Ever feel managing your money is tricky? Try planning for the entire country for a year. The Union Budget is important, not just on the single day it is announced but for a long time that it impacts us. We asked a few women from various walks of life on what they thought of Budget 2020. Here is what they said:

Economy and Taxes

There has been enough news in 2019 on the global slowdown, and India has been affected too. Expectations ran high for concrete measures to counter slowdown.

"The primary duty of the government and its policymakers is to make the lives of individuals easy. Sadly, the new budget did none of that. Most Indians - like me - were hoping there would be something in the budget that would help revive the sinking economy. Sadly nothing is being done to address the downturn in the market," expressed Jincy Varghese, a Mumbai-Based software engineer.

Economists express that while the budget could possibly help in long term growth, it may not provide an immediate boost to the economy.

Neha Singh, Senior Manager, MakeMyTrip, spoke of the Budget allocation to the tourism sector. "The Finance Minister announced that ₹2,500 Crores will be allocated to the Ministry of Tourism and that ₹3,150 Crores will be allocated to the Ministry of Culture. Being in the travel industry, I believe that this plus the announcement of the development of five on-site museums could lead to a boost in domestic tourism and also interest from international tourists. As these are still theoretical, I would like to see these implemented and the time that might take," she said.

The central topic of discussion post Budget 2020 was the introduction of the new optional tax regime. Responses to this move on income tax have been mixed.

Pratiksha Dake, entrepreneur and co-founder of Rico app said, "The new tax regime will give relief to freelancers who don't claim HRA exemptions and save them a great deal in taxes. I also like the flexibility to tax-payers while choosing the regime. " Speaking about ESOP reforms, Pratiksha went on to add: “I am hopeful that tax deferring on ESOPs will be equally good for founders and employees. It reduces the complexity of exercising ESOPs and avoids double taxation.”

Shipra Baranwal, Head of Member Satisfaction, Asia Pacific, Ten Group, had some different views of the new income tax regime.

"I think while the idea for the government was to simplify taxes for individuals, the introduction of an added option to pay your tax without claiming any tax deductions has left people more confused than before, especially the salaried individuals. Additionally, this budget offers no relief/ benefit to individuals in the highest tax-paying bracket. The changes proposed in the dividend tax regime should go a long way in attracting foreign capital investments."

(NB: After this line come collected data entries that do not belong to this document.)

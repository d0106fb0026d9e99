use crate::domain::resource::Resource;
use crate::domain::saved_resource::SavedResource;
use crate::domain::types::ResourceId;
use crate::domain::viewer::Viewer;
use crate::repository::{
    RepositoryError, ResourceReader, SavedResourceReader, SavedResourceWriter,
};

use super::{ServiceError, ServiceResult};

fn existing_resource<R>(resource_id: i32, repo: &R) -> ServiceResult<ResourceId>
where
    R: ResourceReader,
{
    let resource_id = ResourceId::new(resource_id).map_err(|_| ServiceError::NotFound)?;
    match repo.get_resource_by_id(resource_id) {
        Ok(Some(_)) => Ok(resource_id),
        Ok(None) => Err(ServiceError::NotFound),
        Err(e) => {
            log::error!("Failed to get resource {resource_id}: {e}");
            Err(ServiceError::QueryFailure(e.to_string()))
        }
    }
}

/// Marks a resource as saved for the viewer.
///
/// Saving an already saved resource succeeds without adding a second
/// association; the store's unique index decides concurrent races.
pub fn save_resource<R>(resource_id: i32, viewer: &Viewer, repo: &R) -> ServiceResult<()>
where
    R: ResourceReader + SavedResourceWriter,
{
    let resource_id = existing_resource(resource_id, repo)?;
    let saved = SavedResource {
        resource_id,
        user_id: viewer.user_id,
    };

    match repo.save_resource(&saved) {
        Ok(_) => Ok(()),
        Err(RepositoryError::UniqueViolation(_)) => {
            log::debug!("Resource {resource_id} already saved");
            Ok(())
        }
        Err(e) => {
            log::error!("Failed to save resource {resource_id}: {e}");
            Err(ServiceError::QueryFailure(e.to_string()))
        }
    }
}

/// Removes the viewer's saved mark. Removing a mark that does not exist
/// succeeds.
pub fn unsave_resource<R>(resource_id: i32, viewer: &Viewer, repo: &R) -> ServiceResult<()>
where
    R: SavedResourceWriter,
{
    // Unknown or malformed ids have nothing to delete.
    let Ok(resource_id) = ResourceId::new(resource_id) else {
        return Ok(());
    };
    let saved = SavedResource {
        resource_id,
        user_id: viewer.user_id,
    };

    match repo.unsave_resource(&saved) {
        Ok(_) => Ok(()),
        Err(e) => {
            log::error!("Failed to unsave resource {resource_id}: {e}");
            Err(ServiceError::QueryFailure(e.to_string()))
        }
    }
}

/// Resolves the viewer's saved set into full resources with a single
/// batched lookup.
pub fn list_saved<R>(viewer: &Viewer, repo: &R) -> ServiceResult<Vec<Resource>>
where
    R: ResourceReader + SavedResourceReader,
{
    let ids = repo.list_saved_resource_ids(viewer.user_id).map_err(|e| {
        log::error!("Failed to list saved resource ids: {e}");
        ServiceError::QueryFailure(e.to_string())
    })?;

    if ids.is_empty() {
        return Ok(vec![]);
    }

    repo.get_resources_by_ids(&ids).map_err(|e| {
        log::error!("Failed to resolve saved resources: {e}");
        ServiceError::QueryFailure(e.to_string())
    })
}

/// Whether the viewer has saved the resource. Unknown ids are unsaved.
pub fn is_saved<R>(resource_id: i32, viewer: &Viewer, repo: &R) -> ServiceResult<bool>
where
    R: SavedResourceReader,
{
    let Ok(resource_id) = ResourceId::new(resource_id) else {
        return Ok(false);
    };

    repo.is_resource_saved(resource_id, viewer.user_id)
        .map_err(|e| {
            log::error!("Failed to read saved state for resource {resource_id}: {e}");
            ServiceError::QueryFailure(e.to_string())
        })
}
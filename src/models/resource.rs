use chrono::NaiveDateTime;
use diesel::prelude::*;

use crate::domain::resource::{
    ContactDetails, NewResource as DomainNewResource, Resource as DomainResource,
    ResourceUpdate as DomainResourceUpdate,
};
use crate::domain::types::{
    OrganizationName, ProgramName, ResourceCategory, ResourceStatus, TypeConstraintError, Zipcode,
};

/// Diesel model representing the `resources` table.
#[derive(Debug, Clone, Identifiable, Queryable)]
#[diesel(table_name = crate::schema::resources)]
pub struct Resource {
    pub id: i32,
    pub organization: String,
    pub program: Option<String>,
    pub category: String,
    pub status: String,
    pub contact_details: String,
    pub zipcode: String,
    pub created_at: NaiveDateTime,
    pub last_updated: NaiveDateTime,
}

/// Insertable form of [`Resource`].
#[derive(Debug, Insertable)]
#[diesel(table_name = crate::schema::resources)]
pub struct NewResource {
    pub organization: String,
    pub program: Option<String>,
    pub category: String,
    pub status: String,
    pub contact_details: String,
    pub zipcode: String,
    pub created_at: NaiveDateTime,
    pub last_updated: NaiveDateTime,
}

/// Partial update applied to a `resources` row; `None` columns are skipped.
#[derive(Debug, AsChangeset)]
#[diesel(table_name = crate::schema::resources)]
pub struct ResourceChangeset {
    pub status: Option<String>,
    pub contact_details: Option<String>,
    pub last_updated: NaiveDateTime,
}

fn encode_contact_details(details: &ContactDetails) -> Result<String, TypeConstraintError> {
    serde_json::to_string(details)
        .map_err(|e| TypeConstraintError::InvalidValue(format!("contact details: {e}")))
}

fn decode_contact_details(raw: &str) -> Result<ContactDetails, TypeConstraintError> {
    if raw.trim().is_empty() {
        return Ok(ContactDetails::default());
    }
    serde_json::from_str(raw)
        .map_err(|e| TypeConstraintError::InvalidValue(format!("contact details: {e}")))
}

impl TryFrom<Resource> for DomainResource {
    type Error = TypeConstraintError;

    fn try_from(resource: Resource) -> Result<Self, Self::Error> {
        Ok(Self {
            id: resource.id.try_into()?,
            organization: OrganizationName::new(resource.organization)?,
            // Blank programs are stored by older rows; treat them as absent.
            program: resource
                .program
                .filter(|program| !program.trim().is_empty())
                .map(ProgramName::new)
                .transpose()?,
            category: ResourceCategory::try_from(resource.category)?,
            status: ResourceStatus::try_from(resource.status)?,
            contact_details: decode_contact_details(&resource.contact_details)?,
            zipcode: Zipcode::new(resource.zipcode)?,
            created_at: resource.created_at,
            last_updated: resource.last_updated,
        })
    }
}

impl TryFrom<&DomainNewResource> for NewResource {
    type Error = TypeConstraintError;

    fn try_from(resource: &DomainNewResource) -> Result<Self, Self::Error> {
        Ok(Self {
            organization: resource.organization.as_str().to_string(),
            program: resource.program.as_ref().map(|p| p.as_str().to_string()),
            category: resource.category.as_str().to_string(),
            status: resource.status.as_str().to_string(),
            contact_details: encode_contact_details(&resource.contact_details)?,
            zipcode: resource.zipcode.as_str().to_string(),
            created_at: resource.created_at,
            last_updated: resource.last_updated,
        })
    }
}

impl TryFrom<&DomainResourceUpdate> for ResourceChangeset {
    type Error = TypeConstraintError;

    fn try_from(update: &DomainResourceUpdate) -> Result<Self, Self::Error> {
        Ok(Self {
            status: update.status.map(|s| s.as_str().to_string()),
            contact_details: update
                .contact_details
                .as_ref()
                .map(encode_contact_details)
                .transpose()?,
            last_updated: update.last_updated,
        })
    }
}
//! Domain entities shared by the repository and service layers.

pub mod note;
pub mod resource;
pub mod saved_resource;
pub mod types;
pub mod viewer;
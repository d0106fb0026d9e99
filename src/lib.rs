//! Core library exports for the resource directory service.
//!
//! The `data` feature exposes the domain, persistence, form and service
//! layers; `server` adds the Actix-web routes used by the binary.

#[cfg(feature = "data")]
pub mod db;
#[cfg(feature = "data")]
pub mod domain;
#[cfg(feature = "data")]
pub mod error_conversions;
#[cfg(feature = "data")]
pub mod forms;
#[cfg(feature = "data")]
pub mod models;
#[cfg(feature = "data")]
pub mod pagination;
#[cfg(feature = "data")]
pub mod repository;
#[cfg(feature = "data")]
pub mod schema;
#[cfg(feature = "data")]
pub mod services;

#[cfg(feature = "server")]
pub mod routes;
use diesel::prelude::*;

use crate::domain::saved_resource::SavedResource;
use crate::domain::types::{ResourceId, UserId};
use crate::models::saved_resource::NewSavedResource;
use crate::repository::{
    DieselRepository, RepositoryResult, SavedResourceReader, SavedResourceWriter,
};
use crate::schema::saved_resources;

/// Associations owned by `user_id`; `None` selects the anonymous slot.
fn saved_by(
    user_id: Option<UserId>,
) -> saved_resources::BoxedQuery<'static, diesel::sqlite::Sqlite> {
    let query = saved_resources::table.into_boxed();
    match user_id {
        Some(user_id) => query.filter(saved_resources::user_id.eq(user_id.get())),
        None => query.filter(saved_resources::user_id.is_null()),
    }
}

impl SavedResourceReader for DieselRepository {
    fn list_saved_resource_ids(
        &self,
        user_id: Option<UserId>,
    ) -> RepositoryResult<Vec<ResourceId>> {
        let mut conn = self.conn()?;

        let ids = saved_by(user_id)
            .select(saved_resources::resource_id)
            .order(saved_resources::rowid.desc())
            .load::<i32>(&mut conn)?
            .into_iter()
            .map(ResourceId::new)
            .collect::<Result<Vec<ResourceId>, _>>()?;

        Ok(ids)
    }

    fn is_resource_saved(
        &self,
        resource_id: ResourceId,
        user_id: Option<UserId>,
    ) -> RepositoryResult<bool> {
        let mut conn = self.conn()?;

        let count = saved_by(user_id)
            .filter(saved_resources::resource_id.eq(resource_id.get()))
            .count()
            .get_result::<i64>(&mut conn)?;

        Ok(count > 0)
    }
}

impl SavedResourceWriter for DieselRepository {
    fn save_resource(&self, saved: &SavedResource) -> RepositoryResult<usize> {
        let mut conn = self.conn()?;

        let affected = diesel::insert_into(saved_resources::table)
            .values(NewSavedResource::from(saved))
            .execute(&mut conn)?;

        Ok(affected)
    }

    fn unsave_resource(&self, saved: &SavedResource) -> RepositoryResult<usize> {
        let mut conn = self.conn()?;

        let for_resource =
            saved_resources::table.filter(saved_resources::resource_id.eq(saved.resource_id.get()));

        let affected = match saved.user_id {
            Some(user_id) => diesel::delete(
                for_resource.filter(saved_resources::user_id.eq(user_id.get())),
            )
            .execute(&mut conn)?,
            None => diesel::delete(for_resource.filter(saved_resources::user_id.is_null()))
                .execute(&mut conn)?,
        };

        Ok(affected)
    }
}
pub mod errors;
pub mod notes;
pub mod resources;
pub mod saved;

pub use errors::{ServiceError, ServiceResult};
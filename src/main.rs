use std::process;

use actix_identity::IdentityMiddleware;
use actix_session::SessionMiddleware;
use actix_session::storage::CookieSessionStore;
use actix_web::cookie::Key;
use actix_web::middleware::Logger;
use actix_web::{App, HttpServer, web};
use env_logger::Env;

use resource_directory::db::establish_connection_pool;
use resource_directory::models::config::ServerConfig;
use resource_directory::repository::DieselRepository;
use resource_directory::routes;

#[actix_web::main]
async fn main() -> std::io::Result<()> {
    dotenvy::dotenv().ok();
    env_logger::Builder::from_env(Env::default().default_filter_or("info")).init();

    let server_config = match ServerConfig::load() {
        Ok(config) => config,
        Err(e) => {
            log::error!("Failed to load configuration: {e}");
            process::exit(1);
        }
    };

    let pool = match establish_connection_pool(&server_config.database_url) {
        Ok(pool) => pool,
        Err(e) => {
            log::error!("Failed to establish database connection: {e}");
            process::exit(1);
        }
    };

    let secret_key = match Key::try_from(server_config.secret_key.as_bytes()) {
        Ok(key) => key,
        Err(e) => {
            log::error!("Invalid secret_key: {e}");
            process::exit(1);
        }
    };

    let cookie_domain =
        (!server_config.domain.is_empty()).then(|| server_config.domain.clone());
    let repo = DieselRepository::new(pool);
    let bind_address = server_config.bind_address();

    log::info!("Listening on {}:{}", bind_address.0, bind_address.1);

    HttpServer::new(move || {
        App::new()
            .wrap(IdentityMiddleware::default())
            .wrap(
                SessionMiddleware::builder(CookieSessionStore::default(), secret_key.clone())
                    .cookie_secure(false)
                    .cookie_domain(cookie_domain.clone())
                    .build(),
            )
            .wrap(Logger::default())
            .app_data(web::Data::new(repo.clone()))
            .service(web::scope("/api/v1").configure(routes::configure))
    })
    .bind(bind_address)?
    .run()
    .await
}
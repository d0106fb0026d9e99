use chrono::Utc;

use crate::domain::note::{ANONYMOUS_USERNAME, NewNote, Note};
use crate::domain::types::{ResourceId, Username};
use crate::domain::viewer::Viewer;
use crate::forms::notes::{AddNoteForm, AddNoteFormPayload};
use crate::repository::{NoteWriter, ResourceReader};

use super::{ServiceError, ServiceResult};

/// Appends a note to a resource.
///
/// Notes are attributed to the anonymous placeholder author whoever the
/// viewer is, and adding one leaves the resource's `last_updated` alone.
pub fn add_note<R>(
    resource_id: i32,
    form: AddNoteForm,
    viewer: &Viewer,
    repo: &R,
) -> ServiceResult<Note>
where
    R: ResourceReader + NoteWriter,
{
    let resource_id = ResourceId::new(resource_id).map_err(|_| ServiceError::NotFound)?;
    let payload = AddNoteFormPayload::try_from(form)?;

    match repo.get_resource_by_id(resource_id) {
        Ok(Some(_)) => {}
        Ok(None) => return Err(ServiceError::NotFound),
        Err(e) => {
            log::error!("Failed to get resource {resource_id}: {e}");
            return Err(ServiceError::QueryFailure(e.to_string()));
        }
    }

    let note = NewNote {
        resource_id,
        user_id: None,
        username: Username::new(ANONYMOUS_USERNAME)?,
        content: payload.content,
        created_at: Utc::now().naive_utc(),
    };

    match repo.create_note(&note) {
        Ok(note) => {
            log::debug!(
                "Note {} added to resource {resource_id} (viewer {:?})",
                note.id,
                viewer.user_id.map(|id| id.get())
            );
            Ok(note)
        }
        Err(e) => {
            log::error!("Failed to add note to resource {resource_id}: {e}");
            Err(ServiceError::QueryFailure(e.to_string()))
        }
    }
}
use serde::{Deserialize, Serialize};

use crate::domain::types::{ResourceId, UserId};

/// Association between a viewer and a bookmarked resource.
///
/// Anonymous viewers share the `user_id = None` slot.
#[derive(Debug, Clone, Copy, Serialize, Deserialize, PartialEq, Eq, Hash)]
pub struct SavedResource {
    pub resource_id: ResourceId,
    pub user_id: Option<UserId>,
}
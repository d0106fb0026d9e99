use diesel::prelude::*;

use crate::domain::note::{NewNote, Note};
use crate::domain::types::ResourceId;
use crate::models::note::{NewNote as DbNewNote, Note as DbNote};
use crate::repository::{DieselRepository, NoteReader, NoteWriter, RepositoryResult};

impl NoteReader for DieselRepository {
    fn list_notes(&self, resource_id: ResourceId) -> RepositoryResult<Vec<Note>> {
        use crate::schema::resource_notes;

        let mut conn = self.conn()?;

        let notes = resource_notes::table
            .filter(resource_notes::resource_id.eq(resource_id.get()))
            .order((resource_notes::created_at.desc(), resource_notes::id.desc()))
            .load::<DbNote>(&mut conn)?
            .into_iter()
            .map(TryInto::try_into)
            .collect::<Result<Vec<Note>, _>>()?;

        Ok(notes)
    }
}

impl NoteWriter for DieselRepository {
    fn create_note(&self, note: &NewNote) -> RepositoryResult<Note> {
        use crate::schema::resource_notes;

        let mut conn = self.conn()?;

        let created = diesel::insert_into(resource_notes::table)
            .values(DbNewNote::from(note))
            .get_result::<DbNote>(&mut conn)?;

        Ok(created.try_into()?)
    }
}
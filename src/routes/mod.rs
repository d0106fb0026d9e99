//! JSON HTTP surface mounted under `/api/v1`.

use std::future::{Ready, ready};

use actix_identity::IdentityExt;
use actix_web::dev::Payload;
use actix_web::error::InternalError;
use actix_web::{FromRequest, HttpRequest, HttpResponse, web};
use serde::Serialize;

use crate::domain::viewer::Viewer;
use crate::services::ServiceError;

pub mod resources;
pub mod saved;

/// Body returned with every non-2xx response.
#[derive(Debug, Serialize)]
pub struct ErrorBody {
    pub error: String,
}

impl ErrorBody {
    pub fn new(error: impl Into<String>) -> Self {
        Self {
            error: error.into(),
        }
    }
}

/// Maps a service failure onto its HTTP status.
pub fn service_error_response(err: ServiceError) -> HttpResponse {
    let body = ErrorBody::new(err.to_string());
    match err {
        ServiceError::ValidationFailure(_) => HttpResponse::BadRequest().json(body),
        ServiceError::Unauthorized => HttpResponse::Unauthorized().json(body),
        ServiceError::NotFound => HttpResponse::NotFound().json(body),
        ServiceError::QueryFailure(_) => {
            // Store details stay in the log.
            HttpResponse::InternalServerError().json(ErrorBody::new("internal error"))
        }
    }
}

/// Resolves the viewer from the identity cookie.
///
/// The identity id holds the viewer claims as JSON. A missing identity or
/// unreadable claims yield an anonymous viewer.
impl FromRequest for Viewer {
    type Error = actix_web::Error;
    type Future = Ready<Result<Self, Self::Error>>;

    fn from_request(req: &HttpRequest, _payload: &mut Payload) -> Self::Future {
        let viewer = match req.get_identity().and_then(|identity| identity.id()) {
            Ok(claims) => serde_json::from_str::<Viewer>(&claims).unwrap_or_else(|e| {
                log::warn!("Ignoring malformed identity claims: {e}");
                Viewer::anonymous()
            }),
            Err(_) => Viewer::anonymous(),
        };
        ready(Ok(viewer))
    }
}

/// Registers every API route on `cfg`.
///
/// Body and query extraction failures are reported as `400` with an
/// [`ErrorBody`].
pub fn configure(cfg: &mut web::ServiceConfig) {
    cfg.app_data(web::JsonConfig::default().error_handler(|err, _req| {
        let response = HttpResponse::BadRequest().json(ErrorBody::new(err.to_string()));
        InternalError::from_response(err, response).into()
    }))
    .app_data(web::QueryConfig::default().error_handler(|err, _req| {
        let response = HttpResponse::BadRequest().json(ErrorBody::new(err.to_string()));
        InternalError::from_response(err, response).into()
    }))
    .app_data(web::PathConfig::default().error_handler(|err, _req| {
        let response = HttpResponse::NotFound().json(ErrorBody::new(err.to_string()));
        InternalError::from_response(err, response).into()
    }))
    // `recent` must be registered ahead of `{resource_id}`.
    .service(resources::list_recently_updated)
    .service(resources::list_resources)
    .service(resources::create_resource)
    .service(resources::show_resource)
    .service(resources::update_resource)
    .service(resources::add_note)
    .service(resources::list_categories)
    .service(saved::list_saved)
    .service(saved::save_resource)
    .service(saved::unsave_resource);
}
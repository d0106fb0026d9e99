//! SQLite connection pool.

use diesel::connection::SimpleConnection;
use diesel::define_sql_function;
use diesel::r2d2::{ConnectionManager, CustomizeConnection, Pool, PoolError, PooledConnection};
use diesel::sql_types::{Nullable, Text};
use diesel::sqlite::SqliteConnection;

pub type DbPool = Pool<ConnectionManager<SqliteConnection>>;
pub type DbConnection = PooledConnection<ConnectionManager<SqliteConnection>>;

define_sql_function! {
    /// Unicode lowercase. SQLite's `lower` and `LIKE` only fold ASCII.
    fn lower_unicode(value: Nullable<Text>) -> Nullable<Text>;
}

/// Case folding shared by SQL search and the in-memory test repository.
pub fn fold_case(value: &str) -> String {
    value.to_lowercase()
}

/// Applied to every connection handed out by the pool.
#[derive(Debug, Clone, Copy)]
struct SqlitePragmas;

impl CustomizeConnection<SqliteConnection, diesel::r2d2::Error> for SqlitePragmas {
    fn on_acquire(&self, conn: &mut SqliteConnection) -> Result<(), diesel::r2d2::Error> {
        conn.batch_execute("PRAGMA foreign_keys = ON; PRAGMA busy_timeout = 5000;")
            .map_err(diesel::r2d2::Error::QueryError)?;
        lower_unicode_utils::register_impl(conn, |value: Option<String>| {
            value.map(|v| fold_case(&v))
        })
        .map_err(diesel::r2d2::Error::QueryError)
    }
}

/// Build an r2d2 pool for the SQLite database at `database_url`.
pub fn establish_connection_pool(database_url: &str) -> Result<DbPool, PoolError> {
    let manager = ConnectionManager::<SqliteConnection>::new(database_url);
    Pool::builder()
        .connection_customizer(Box::new(SqlitePragmas))
        .build(manager)
}
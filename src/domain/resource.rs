use chrono::NaiveDateTime;
use serde::{Deserialize, Serialize};

use crate::domain::note::Note;
use crate::domain::types::{
    OrganizationName, ProgramName, ResourceCategory, ResourceId, ResourceStatus, Zipcode,
};
use crate::pagination::total_pages;

/// Opening hours for a single day.
#[derive(Debug, Clone, Serialize, Deserialize, PartialEq, Eq)]
pub struct HoursEntry {
    pub day: String,
    pub hours: String,
}

/// Structured contact document stored alongside a resource.
///
/// Every field is optional; an empty document serializes to `{}`.
#[derive(Debug, Clone, Default, Serialize, Deserialize, PartialEq, Eq)]
pub struct ContactDetails {
    #[serde(default, skip_serializing_if = "Option::is_none")]
    pub address: Option<String>,
    #[serde(default, skip_serializing_if = "Option::is_none")]
    pub phone: Option<String>,
    #[serde(default, skip_serializing_if = "Option::is_none")]
    pub email: Option<String>,
    #[serde(default, skip_serializing_if = "Option::is_none")]
    pub website: Option<String>,
    #[serde(default, skip_serializing_if = "Option::is_none")]
    pub description: Option<String>,
    #[serde(default, skip_serializing_if = "Option::is_none")]
    pub services: Option<Vec<String>>,
    #[serde(default, skip_serializing_if = "Option::is_none")]
    pub eligibility: Option<Vec<String>>,
    #[serde(default, skip_serializing_if = "Option::is_none")]
    pub hours: Option<Vec<HoursEntry>>,
}

/// A social-service listing.
#[derive(Debug, Clone, Serialize, Deserialize, PartialEq)]
#[serde(rename_all = "camelCase")]
pub struct Resource {
    pub id: ResourceId,
    pub organization: OrganizationName,
    pub program: Option<ProgramName>,
    pub category: ResourceCategory,
    pub status: ResourceStatus,
    pub contact_details: ContactDetails,
    pub zipcode: Zipcode,
    pub created_at: NaiveDateTime,
    pub last_updated: NaiveDateTime,
}

/// Information required to create a new [`Resource`].
#[derive(Debug, Clone, Serialize, Deserialize, PartialEq)]
pub struct NewResource {
    pub organization: OrganizationName,
    pub program: Option<ProgramName>,
    pub category: ResourceCategory,
    pub status: ResourceStatus,
    pub contact_details: ContactDetails,
    pub zipcode: Zipcode,
    pub created_at: NaiveDateTime,
    pub last_updated: NaiveDateTime,
}

/// Partial update of a resource. `None` fields keep their stored value,
/// `last_updated` is always written.
#[derive(Debug, Clone, PartialEq)]
pub struct ResourceUpdate {
    pub status: Option<ResourceStatus>,
    pub contact_details: Option<ContactDetails>,
    pub last_updated: NaiveDateTime,
}

/// A resource together with its notes and the viewer's saved flag.
#[derive(Debug, Clone, Serialize, PartialEq)]
#[serde(rename_all = "camelCase")]
pub struct ResourceDetails {
    #[serde(flatten)]
    pub resource: Resource,
    /// Newest first.
    pub notes: Vec<Note>,
    pub saved: bool,
}

/// Criteria applied to a resource listing. Absent criteria match everything.
#[derive(Debug, Clone, Default, PartialEq)]
pub struct ResourceFilter {
    /// Exact category match.
    pub category: Option<ResourceCategory>,
    /// Exact zipcode match.
    pub zipcode: Option<Zipcode>,
    /// Case-insensitive substring over organization, program and category.
    pub query: Option<String>,
    /// Any of these statuses; empty means all.
    pub statuses: Vec<ResourceStatus>,
}

impl ResourceFilter {
    pub fn category(mut self, category: ResourceCategory) -> Self {
        self.category = Some(category);
        self
    }

    pub fn zipcode(mut self, zipcode: Zipcode) -> Self {
        self.zipcode = Some(zipcode);
        self
    }

    pub fn query(mut self, query: impl Into<String>) -> Self {
        self.query = Some(query.into());
        self
    }

    pub fn status(mut self, status: ResourceStatus) -> Self {
        if !self.statuses.contains(&status) {
            self.statuses.push(status);
        }
        self
    }
}

/// One page of a resource listing.
#[derive(Debug, Clone, Serialize, PartialEq)]
#[serde(rename_all = "camelCase")]
pub struct ResourcePage {
    pub resources: Vec<Resource>,
    pub current_page: usize,
    pub total_pages: usize,
    pub total_resources: usize,
}

impl ResourcePage {
    pub fn new(resources: Vec<Resource>, page: usize, total: usize, per_page: usize) -> Self {
        Self {
            resources,
            current_page: page.max(1),
            total_pages: total_pages(total, per_page),
            total_resources: total,
        }
    }
}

For a more thorough understanding of the new tax regime, read Basis’ recent explainer.


India has the third-largest startup ecosystems in the world. The IT industry body, NASSCOM reported that by the end of 2019, Indian startups had created about 60,000 direct jobs and 1.3-1.8 lakh indirect jobs. This explains the interest in regulations for ESOPS (Employee Stock Options).

Deena Jacob, Co-founder and CFO, Open Financial Technologies, said "Support for startup ecosystem with investment clearance cell providing advisory support is a good move to encourage entrepreneurship. While deferring ESOP taxation is a welcome step, the 5-year threshold could dent the usefulness of the change. Decriminalisation of certain provisions of the Companies Act, as well as the thought towards effective implementation of contracts, touch upon two crucial areas of legal complexities today."


Climate change is a serious concern and experts feel that greater female participation can lead to betterment for the environment.

Sahar Mansoor, Founder of Bare Necessities, said "Climate change is the talk of the minute and was definitely addressed during the budget speech, but a particular POA was missing, which is certainly worrisome. The budget has its pros and cons, but further details need to be fleshed out to understand it comprehensively."

Sahar explained her analysis of the allocations proposed in the budget.

Positive steps

  • An increase of 10.62% over the previous year allocated to the MNRE (Ministry of New and Renewable energy)

  • Reducing farmer dependency on diesel and kerosene and more on solar, mandate to shut down old thermal plants or power plants with emissions above pre-set norms.

Worrisome aspects

  • Increased budget for renewables is still lower than the budget for coal.

  • The budget proposed incentives to states that are eager to implement clean-air plans. These incentives amount to a WAY larger amount than the amount actually allocated to the environment ministry.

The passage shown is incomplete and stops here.